На месте меня сразу поразило то, в каком формате проходило собеседование. Его проводила Юлия Воробьева, она в HR-сфере до сих пор, а тогда работала менеджером по персоналу. Группе соискателей предложили общаться в формате «ассессмент», тогда это было в принципе в диковинку, а для ресторана вообще нечто невероятное. Все напоминало обычную беседу в компании, и Воробьева выстроила разговор таким образом, что минут через сорок пять все совершенно забыли, что их «кастингуют» на работу.
Мы начали вести себя естественно, раскрываясь и с лучших, и с проблемных сторон. Как актер, сработавший по системе Станиславского, я по окончании даже не мог сказать, удачно ли выступал, – настолько был погружен в процесс деловых переговоров. В результате Юлия сказала, что «через неделю всем вам перезвоним и оповестим, чем для вас закончилось дело». Но не успел я выехать с парковки, Юля набрала мой номер: «Вернитесь, вы нам подходите!»

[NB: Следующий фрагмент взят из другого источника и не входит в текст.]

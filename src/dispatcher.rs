//! One tracker tick: lifecycle, role reload, poses, bound poses.
//!
//! [`Tracker`] owns the bus and the binding resolver, and drives the
//! tracking source either inline (render-synchronous) or through a
//! [`Poller`] (decoupled). Either way `tick` publishes in the same order:
//!
//! 1. one notification per lifecycle event, stopping at a quit request
//! 2. `TrackerRolesChanged` if a scheduled role reload was applied
//! 3. `NewPoses` with the full frame
//! 4. `BoundPose` per tracked device and matching binding, explicit
//!    table first, then the role table

use crate::bindings::{BindingResolver, RoleSource, SettingsFileSource};
use crate::bus::{EventBus, Notification, Subscription};
use crate::config::{Schedule, TrackerConfig};
use crate::poller::{Poller, SourceEvent};
use crate::predict::PoseDivergence;
use crate::runtime::{DeviceProperty, TrackingRuntime, UNKNOWN_PROPERTY};
use crate::source::{TrackingFrame, TrackingSource};
use crate::timing::FrameClock;
use crate::types::{LifecycleEvent, NotificationKinds};
use crate::{Result, TrackerError};
use std::sync::Arc;
use std::time::Instant;

/// What a single tick did.
#[derive(Debug, Clone, Copy, Default, PartialEq, Eq)]
pub struct TickReport {
    pub lifecycle_events: usize,
    pub roles_reloaded: bool,
    pub bound_poses: usize,
    /// The runtime asked to quit; the tracker is now inert.
    pub quit: bool,
    /// Sequence number of the published frame, if one was published.
    pub frame_sequence: Option<u64>,
}

enum Driver {
    Inline(TrackingSource),
    Background(Poller),
    Stopped,
}

pub struct Tracker {
    config: TrackerConfig,
    driver: Driver,
    bus: EventBus,
    bindings: Arc<BindingResolver>,
    clock: Arc<FrameClock>,
    latest: Arc<TrackingFrame>,
    custom_role_source: bool,
    quit: bool,
}

impl Tracker {
    /// Tracker reading roles from the runtime's settings document.
    pub fn new(runtime: Box<dyn TrackingRuntime>, config: TrackerConfig) -> Self {
        let source = Arc::new(SettingsFileSource::new(config.settings_path.clone(), None));
        let mut tracker = Self::with_role_source(runtime, config, source);
        tracker.custom_role_source = false;
        tracker
    }

    pub fn with_role_source(
        runtime: Box<dyn TrackingRuntime>,
        config: TrackerConfig,
        role_source: Arc<dyn RoleSource>,
    ) -> Self {
        let source = TrackingSource::new(runtime, &config);
        Self {
            bindings: Arc::new(BindingResolver::new(role_source, config.reload_settle)),
            driver: Driver::Inline(source),
            bus: EventBus::new(),
            clock: Arc::new(FrameClock::new()),
            latest: Arc::new(TrackingFrame::empty()),
            custom_role_source: true,
            quit: false,
            config,
        }
    }

    /// Connect to the runtime, load tracker roles and, for the decoupled
    /// schedule, start the poller. On failure the tracker stays inert:
    /// ticks publish all-invalid frames and no events. Calling again
    /// retries.
    pub fn initialize(&mut self) -> Result<()> {
        // A poller that ended on a runtime quit hands its source back so
        // the session can be brought up again.
        if matches!(&self.driver, Driver::Background(poller) if self.quit || !poller.is_running()) {
            if let Driver::Background(poller) = std::mem::replace(&mut self.driver, Driver::Stopped) {
                match poller.stop() {
                    Some(source) => self.driver = Driver::Inline(source),
                    None => return Err(TrackerError::Stopped),
                }
            }
        }
        let Driver::Inline(source) = &mut self.driver else {
            return Ok(());
        };
        if !source.is_ready() {
            source.initialize()?;
        }

        if !self.custom_role_source {
            self.bindings.set_role_source(Arc::new(SettingsFileSource::new(
                self.config.settings_path.clone(),
                source.runtime_path(),
            )));
        }
        if self.config.use_role_bindings && self.bindings.reload_role_bindings().is_ok() {
            self.bus.publish(Notification::TrackerRolesChanged);
        }
        self.quit = false;

        if self.config.schedule == Schedule::Decoupled {
            if let Driver::Inline(source) = std::mem::replace(&mut self.driver, Driver::Stopped) {
                self.driver = Driver::Background(Poller::start(source, self.clock.clone(), &self.config)?);
            }
        }
        Ok(())
    }

    pub fn is_ready(&self) -> bool {
        match &self.driver {
            Driver::Inline(source) => source.is_ready(),
            Driver::Background(poller) => poller.is_running(),
            Driver::Stopped => false,
        }
    }

    pub fn config(&self) -> &TrackerConfig {
        &self.config
    }

    pub fn subscribe(&self, kinds: NotificationKinds) -> Subscription {
        self.bus.subscribe(kinds)
    }

    pub fn bus(&self) -> &EventBus {
        &self.bus
    }

    pub fn bindings(&self) -> &Arc<BindingResolver> {
        &self.bindings
    }

    /// Clock to feed from the display-refresh callback.
    pub fn frame_clock(&self) -> Arc<FrameClock> {
        self.clock.clone()
    }

    /// Schedule a role reload as if the runtime had signalled a change.
    pub fn trigger_role_reload(&self, now: Instant) {
        self.bindings.schedule_role_reload(now);
    }

    /// Frame published by the last tick.
    pub fn latest_frame(&self) -> Arc<TrackingFrame> {
        self.latest.clone()
    }

    /// Poller cycle rate; `None` for the render-synchronous schedule.
    pub fn samples_per_second(&self) -> Option<f64> {
        match &self.driver {
            Driver::Background(poller) => Some(poller.samples_per_second()),
            _ => None,
        }
    }

    /// Compare-mode divergences from the last render-synchronous sample.
    /// Always empty under the decoupled schedule.
    pub fn divergences(&self) -> Vec<PoseDivergence> {
        match &self.driver {
            Driver::Inline(source) => source.divergences().to_vec(),
            _ => Vec::new(),
        }
    }

    /// String property of a slot. Only answered by the render-synchronous
    /// schedule, where the runtime lives on this thread.
    pub fn string_property(&self, index: u32, prop: DeviceProperty) -> String {
        match &self.driver {
            Driver::Inline(source) => source.string_property(index, prop),
            _ => UNKNOWN_PROPERTY.to_string(),
        }
    }

    pub fn tick(&mut self) -> TickReport {
        self.tick_at(Instant::now())
    }

    /// Run one tick with `now` as the reload-timer clock.
    pub fn tick_at(&mut self, now: Instant) -> TickReport {
        let mut report = TickReport::default();
        if self.quit {
            report.quit = true;
            return report;
        }

        let (events, settings_changed) = self.collect_events();
        for event in events {
            report.lifecycle_events += 1;
            self.bus.publish(Notification::from(event));
            if event == LifecycleEvent::RuntimeQuitRequested {
                log::info!("Runtime quit, tracker going inert");
                self.quit = true;
                report.quit = true;
                return report;
            }
        }

        if settings_changed && self.config.use_role_bindings {
            self.bindings.schedule_role_reload(now);
        }
        match self.bindings.poll_reload(now) {
            Ok(true) => {
                report.roles_reloaded = true;
                self.bus.publish(Notification::TrackerRolesChanged);
            }
            Ok(false) => {}
            Err(e) => log::warn!("Tracker role reload failed: {}", e),
        }

        let frame = match &mut self.driver {
            Driver::Inline(source) => {
                let delta = source.lookahead(&self.clock, self.config.predict_seconds);
                source.sample_into(delta, Arc::make_mut(&mut self.latest));
                self.latest.clone()
            }
            Driver::Background(poller) => poller.latest_frame(),
            Driver::Stopped => return report,
        };
        self.latest = frame.clone();
        report.frame_sequence = Some(frame.sequence);
        self.bus.publish(Notification::NewPoses(frame.clone()));

        for (index, pose, serial) in frame.tracked() {
            let resolved = self.bindings.resolve(serial);
            let role = resolved.role.filter(|_| self.config.use_role_bindings);
            for binding in resolved.explicit.into_iter().chain(role) {
                self.bus.publish(Notification::BoundPose {
                    binding,
                    pose: *pose,
                    index,
                });
                report.bound_poses += 1;
            }
        }
        report
    }

    fn collect_events(&mut self) -> (Vec<LifecycleEvent>, bool) {
        match &mut self.driver {
            Driver::Inline(source) => {
                let out = source.poll_events();
                (out.events, out.tracker_settings_changed)
            }
            Driver::Background(poller) => {
                let mut events = Vec::new();
                let mut settings_changed = false;
                for event in poller.drain_events() {
                    match event {
                        SourceEvent::Lifecycle(e) => events.push(e),
                        SourceEvent::TrackerSettingsChanged => settings_changed = true,
                    }
                }
                (events, settings_changed)
            }
            Driver::Stopped => (Vec::new(), false),
        }
    }

    /// Stop polling and release the runtime.
    pub fn shutdown(&mut self) {
        match std::mem::replace(&mut self.driver, Driver::Stopped) {
            Driver::Background(poller) => drop(poller.stop()),
            Driver::Inline(source) => drop(source),
            Driver::Stopped => {}
        }
        self.bindings.cancel_reload();
    }
}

Так я сделал свой шаг назад из директоров в обычные менеджеры… GOODMAN! Это как раз был момент окончания стройки, формирования команды, выстраивания продуктов в меню и всего прочего. Глядя назад, я осознаю, как мне тогда повезло. Но в тот момент мне было просто страшно. Я понимал, что ничего не знаю про формат ресторана, хоть и достиг определенных успехов в ставшей уже легендарной кофейне.
Это был самый рассвет придуманного Михаилом Зельманом «Арпикома», компания тогда размещалась в двух комнатках. Все верили в успех начинания, но на первых порах бал правила оптимизация.
В только что открывшемся первом GOODMAN на Тверской улице, в здании театра Станиславского, фактически не было управляющего. Он занимался стройкой нового ресторана. Поэтому на позиции менеджера мне сразу пришлось заниматься крайне широким кругом вопросов.
Задача стояла непростая, потому что все официанты были намного старше меня и обладали колоссальным ресторанным и жизненным опытом. И мне приходилось прилагать очень большие усилия для того, чтобы завоевать у них авторитет. GOODMAN открылся на месте именитого заведения «Сан-Мишель», также принадлежавшего Зельману. Сам Михаил считал «Сан-Мишель» во французском стиле местом, куда олигарху не стыдно привести свою девушку. И четыре года официанты вращались в атмосфере масштабных успешных людей. А теперь к ним пришел я, и должен был командовать парадом по новым правилам: вместо аристократических церемоний вводить демократическую легкость и позволять гостям приходить в джинсах.
Для своего юного возраста я был достаточно сообразителен, чтобы сразу понять, что либо я, либо меня. И придется быть строгим, а может быть даже и чрезмерно жестким. Но прежде чем требовать от других, надо было показать себя. И тут мне очень помогло уже сформировавшееся в голове понимание, что зал не может работать в отрыве от производства. Хотя до сих пор существует практика, когда менеджер не знает, о чем говорить, придя на кухню. Я же держал в голове заказ каждого столика и четко понимал, сколько минут требуется для его отдачи, и на горячей или холодной тарелке его должен получить официант. Это производило сильное впечатление. Но на кухне меня ненавидели, потому что все знали: при любой оплошности придет сумасшедший и будет орать и драться с ними.
Сейчас я понимаю, что в непосредственном общении с персоналом допускал много управленческих ошибок. Был неоправданно жестким, потому что, во-первых, срабатывал некий инстинкт самосохранения. Во-вторых, не было до конца четкого понимания, как должен себя вести управленец. А в-третьих, моя чрезмерная целеустремленность шла вразрез с человеколюбивой стратегией компании, которая предполагала не достижение цели любой ценой, а мягкое отеческое увещевание с предоставлением возможности исправиться даже после самой непростительной ошибки.
У меня были споры с нашим HR-директором, гениальнейшей Ниной Литвиновой. Она все время повторяла: «Максат, так нельзя. У нас иная структура управления. Нельзя материться, надо разговаривать с людьми». Впрочем, с этой стратегией в дальнейшем произошла трансформация. И уже через десять лет управляющие стали проводить более жесткую политику.
Я не смог сходу примерить на себя моральный кодекс Михаила Зельмана и его команды, и эта ошибка помешала мне сразу сделать карьерный рывок вперед. Приходя в чужой монастырь, следует, прежде всего, сердцем изучить его устав. Применяя силу вместо ожидаемой дипломатии, я вынужден был уйти из GOODMAN в другой проект, принадлежащий «Арпиком», знаковый ресторан на Патриарших прудах, когда он еще не стал нынешним модным местом.